What’s going to get more expensive, and which will be cheaper?

From October through the current year, eggs were 43% more costly. Butter prices rose 26.7% while flour prices increased 24.6%. Lettuce increased by 17.7%, potatoes rose by 15.2% and poultry rose by 14.9%. The price of bread, rice, coffee, and coffee all rose 14.8%.

Some items saw decreases this year, however, especially in meat.
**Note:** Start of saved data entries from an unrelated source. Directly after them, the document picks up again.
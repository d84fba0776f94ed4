use serde::Deserialize;
use std::path::{Path, PathBuf};

#[derive(Debug, Clone, Deserialize)]
pub struct Config {
    pub server: ServerConfig,
    pub library: LibraryConfig,
    pub database: DatabaseConfig,
    pub scanner: ScannerConfig,
    #[serde(default)]
    pub upload: UploadConfig,
    #[serde(default)]
    pub reader: ReaderConfig,
}

#[derive(Debug, Clone, Deserialize)]
pub struct ServerConfig {
    #[serde(default = "default_host")]
    pub host: String,
    #[serde(default = "default_port")]
    pub port: u16,
    #[serde(default = "default_log_level")]
    pub log_level: String,
}

#[derive(Debug, Clone, Deserialize)]
pub struct LibraryConfig {
    /// Watched folders. Each one is reconciled independently.
    pub folders: Vec<PathBuf>,
    #[serde(default = "default_covers_path", alias = "covers_dir")]
    pub covers_path: PathBuf,
    /// Split archives into chapters by their internal folders.
    #[serde(default = "default_true")]
    pub import_chapters: bool,
    /// Give "single"/"oneshot" items the SINGLE_OR_EXTRA sentinel.
    #[serde(default)]
    pub skip_singles: bool,
    /// Give "extra"/"special"/"omake" items the SINGLE_OR_EXTRA sentinel.
    #[serde(default)]
    pub skip_extras: bool,
    #[serde(default = "default_extensions")]
    pub extensions: Vec<String>,
}

#[derive(Debug, Clone, Deserialize)]
pub struct DatabaseConfig {
    #[serde(default = "default_db_url")]
    pub url: String,
}

#[derive(Debug, Clone, Deserialize)]
pub struct ScannerConfig {
    /// Minutes to fire at (0..=59). Empty = every minute.
    #[serde(default = "default_schedule_minutes")]
    pub schedule_minutes: Vec<u32>,
    /// Hours to fire at (0..=23). Empty = every hour.
    #[serde(default = "default_schedule_hours")]
    pub schedule_hours: Vec<u32>,
    /// Days of week to fire on (1=Mon..7=Sun, ISO). Empty = every day.
    #[serde(default)]
    pub schedule_day_of_week: Vec<u32>,
    /// Import workers. 0 = automatic (1 with chapters, CPU count without).
    #[serde(default)]
    pub workers_num: usize,
    /// Interval of the completion poller in milliseconds.
    #[serde(default = "default_poll_interval_ms")]
    pub poll_interval_ms: u64,
    #[serde(default = "default_queue_capacity")]
    pub queue_capacity: usize,
    /// Run a full rescan right after startup.
    #[serde(default = "default_true")]
    pub scan_on_startup: bool,
}

#[derive(Debug, Clone, Deserialize, Default)]
pub struct UploadConfig {
    #[serde(default)]
    pub allow_upload: bool,
    /// Where uploaded files land. Must sit inside one of the watched folders.
    #[serde(default)]
    pub upload_path: PathBuf,
    #[serde(default = "default_max_upload_size_mb")]
    pub max_upload_size_mb: u64,
}

#[derive(Debug, Clone, Deserialize)]
pub struct ReaderConfig {
    #[serde(default = "default_page_retry_attempts")]
    pub page_retry_attempts: u32,
    #[serde(default = "default_page_retry_backoff_ms")]
    pub page_retry_backoff_ms: u64,
}

impl Default for ReaderConfig {
    fn default() -> Self {
        Self {
            page_retry_attempts: default_page_retry_attempts(),
            page_retry_backoff_ms: default_page_retry_backoff_ms(),
        }
    }
}

impl Config {
    pub fn load(path: &Path) -> Result<Self, ConfigError> {
        let content = std::fs::read_to_string(path).map_err(|e| ConfigError::ReadFile {
            path: path.to_path_buf(),
            source: e,
        })?;
        let config: Config = toml::from_str(&content).map_err(|e| ConfigError::Parse {
            path: path.to_path_buf(),
            source: e,
        })?;
        Ok(config)
    }
}

impl LibraryConfig {
    /// Lowercased extension pre-filter for candidate enumeration.
    pub fn extension_set(&self) -> std::collections::HashSet<String> {
        self.extensions.iter().map(|e| e.to_lowercase()).collect()
    }

    /// The watched folder containing `path`, if any.
    pub fn root_for(&self, path: &Path) -> Option<&Path> {
        self.folders
            .iter()
            .filter(|root| path.starts_with(root))
            .max_by_key(|root| root.components().count())
            .map(PathBuf::as_path)
    }
}

impl ScannerConfig {
    /// Worker count: chapter import shares sequence counters and must stay
    /// on a single worker.
    pub fn effective_workers(&self, import_chapters: bool) -> usize {
        if self.workers_num > 0 {
            return self.workers_num;
        }
        if import_chapters {
            1
        } else {
            std::thread::available_parallelism()
                .map(|n| n.get())
                .unwrap_or(1)
        }
    }
}

#[derive(Debug, thiserror::Error)]
pub enum ConfigError {
    #[error("failed to read config file {path}: {source}")]
    ReadFile {
        path: PathBuf,
        source: std::io::Error,
    },
    #[error("failed to parse config file {path}: {source}")]
    Parse {
        path: PathBuf,
        source: toml::de::Error,
    },
}

// Default value functions

fn default_host() -> String {
    "0.0.0.0".to_string()
}

fn default_port() -> u16 {
    8082
}

fn default_log_level() -> String {
    "info".to_string()
}

fn default_extensions() -> Vec<String> {
    vec![
        "7z", "rar", "zip", "cb7", "cbr", "cbz", "epub", "fb2", "pdf", "djvu",
    ]
    .into_iter()
    .map(String::from)
    .collect()
}

fn default_true() -> bool {
    true
}

fn default_db_url() -> String {
    "sqlite://tankobon.db?mode=rwc".to_string()
}

fn default_covers_path() -> PathBuf {
    PathBuf::from("covers")
}

fn default_schedule_minutes() -> Vec<u32> {
    vec![0]
}

fn default_schedule_hours() -> Vec<u32> {
    vec![0, 12]
}

fn default_poll_interval_ms() -> u64 {
    1000
}

fn default_queue_capacity() -> usize {
    256
}

fn default_max_upload_size_mb() -> u64 {
    500
}

fn default_page_retry_attempts() -> u32 {
    5
}

fn default_page_retry_backoff_ms() -> u64 {
    1000
}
Uncooked beef steak prices fell 6.9% and beef and vegetable prices dropped 3.6%.

Bailey stated that they have seen some retailers lower the prices for beef products. Bailey said this was a sign that retailers are trying to attract customers into their stores.

Even though prices have fallen, consumers still feel the pain.

Bailey said that the share of food spending by consumers is still much higher than it has been over the last 20 years.

Prices rose slightly in October compared with the previous month.

Eggs experienced the largest increase, with a 10.1% rise in September. Lunch meats went up 3.4%, while lettuce and tomatoes were 2.3% more expensive. Flour rose 2%.

But several items got less expensive. Fresh fruit declined by 2.4%. Uncooked beef roasts, hot dogs, and breakfast sausage declined by 2.3%. Fresh doughnuts, sweet rolls, and coffee cakes also fell by 1.9%.